Look below for the line that contains "repository e00f5f56342e316b", then copy it and each following line exactly, through and including the line that contains "let limit = Decimal::from(10_i64.pow(STORED_INTEGER_DIGITS));".

(Information supplied begins)

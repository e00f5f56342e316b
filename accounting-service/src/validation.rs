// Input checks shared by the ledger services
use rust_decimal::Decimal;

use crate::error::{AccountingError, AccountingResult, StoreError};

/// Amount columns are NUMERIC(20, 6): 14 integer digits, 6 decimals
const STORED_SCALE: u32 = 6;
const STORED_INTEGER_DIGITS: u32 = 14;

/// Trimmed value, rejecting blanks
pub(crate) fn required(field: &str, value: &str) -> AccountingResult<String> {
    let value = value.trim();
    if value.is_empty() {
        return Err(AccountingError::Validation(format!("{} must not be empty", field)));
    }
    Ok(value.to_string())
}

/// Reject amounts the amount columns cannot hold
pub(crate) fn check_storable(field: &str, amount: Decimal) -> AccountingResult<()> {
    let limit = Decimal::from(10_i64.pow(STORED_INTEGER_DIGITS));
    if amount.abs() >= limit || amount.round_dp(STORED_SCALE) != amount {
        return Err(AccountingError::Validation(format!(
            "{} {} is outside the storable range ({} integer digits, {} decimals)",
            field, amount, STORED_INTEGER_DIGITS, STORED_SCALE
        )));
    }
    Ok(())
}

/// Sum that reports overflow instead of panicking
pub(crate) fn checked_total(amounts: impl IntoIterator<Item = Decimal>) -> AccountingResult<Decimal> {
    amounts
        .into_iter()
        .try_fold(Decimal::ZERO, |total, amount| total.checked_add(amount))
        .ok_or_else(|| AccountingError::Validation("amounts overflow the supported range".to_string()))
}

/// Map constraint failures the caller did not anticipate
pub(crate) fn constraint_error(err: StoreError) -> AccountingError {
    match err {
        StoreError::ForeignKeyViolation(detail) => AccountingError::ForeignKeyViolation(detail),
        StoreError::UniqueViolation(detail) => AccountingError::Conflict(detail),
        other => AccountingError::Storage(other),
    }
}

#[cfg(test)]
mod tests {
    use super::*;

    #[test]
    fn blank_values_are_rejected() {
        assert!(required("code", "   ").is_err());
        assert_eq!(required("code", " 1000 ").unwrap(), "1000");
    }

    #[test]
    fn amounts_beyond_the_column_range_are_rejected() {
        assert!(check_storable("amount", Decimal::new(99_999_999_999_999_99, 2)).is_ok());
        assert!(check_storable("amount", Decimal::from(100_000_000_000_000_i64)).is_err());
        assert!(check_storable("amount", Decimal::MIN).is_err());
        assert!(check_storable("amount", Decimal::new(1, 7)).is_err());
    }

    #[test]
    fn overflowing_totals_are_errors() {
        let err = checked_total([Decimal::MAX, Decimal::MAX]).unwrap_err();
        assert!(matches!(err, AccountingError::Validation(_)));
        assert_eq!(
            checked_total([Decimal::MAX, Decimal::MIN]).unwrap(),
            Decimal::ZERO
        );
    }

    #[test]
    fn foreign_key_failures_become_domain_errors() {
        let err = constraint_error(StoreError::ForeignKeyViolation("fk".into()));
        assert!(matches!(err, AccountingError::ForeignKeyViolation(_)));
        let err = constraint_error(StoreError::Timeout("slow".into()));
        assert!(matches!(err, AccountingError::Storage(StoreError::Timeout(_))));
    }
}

(Information supplied ends)
(Information supplied begins)

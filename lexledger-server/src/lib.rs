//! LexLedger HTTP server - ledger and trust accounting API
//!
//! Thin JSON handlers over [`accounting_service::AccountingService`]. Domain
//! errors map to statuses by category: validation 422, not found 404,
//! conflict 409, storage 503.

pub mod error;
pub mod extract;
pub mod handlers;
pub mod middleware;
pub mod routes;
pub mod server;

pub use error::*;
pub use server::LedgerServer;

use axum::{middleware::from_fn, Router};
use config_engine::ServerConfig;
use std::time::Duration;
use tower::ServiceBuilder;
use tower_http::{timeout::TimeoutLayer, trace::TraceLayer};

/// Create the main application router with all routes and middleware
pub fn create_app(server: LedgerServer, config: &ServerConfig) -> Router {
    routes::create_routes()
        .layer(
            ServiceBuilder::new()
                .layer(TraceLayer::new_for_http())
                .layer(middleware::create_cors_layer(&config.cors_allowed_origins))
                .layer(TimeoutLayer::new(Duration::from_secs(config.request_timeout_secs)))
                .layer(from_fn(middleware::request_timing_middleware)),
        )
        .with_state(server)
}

(Information supplied ends)

> _Task answer_
repository e00f5f56342e316b
filename accounting-service/src/validation.rs
// Input checks shared by the ledger services
use rust_decimal::Decimal;

use crate::error::{AccountingError, AccountingResult, StoreError};

/// Amount columns are NUMERIC(20, 6): 14 integer digits, 6 decimals
const STORED_SCALE: u32 = 6;
const STORED_INTEGER_DIGITS: u32 = 14;

/// Trimmed value, rejecting blanks
pub(crate) fn required(field: &str, value: &str) -> AccountingResult<String> {
    let value = value.trim();
    if value.is_empty() {
        return Err(AccountingError::Validation(format!("{} must not be empty", field)));
    }
    Ok(value.to_string())
}

/// Reject amounts the amount columns cannot hold
pub(crate) fn check_storable(field: &str, amount: Decimal) -> AccountingResult<()> {
    let limit = Decimal::from(10_i64.pow(STORED_INTEGER_DIGITS));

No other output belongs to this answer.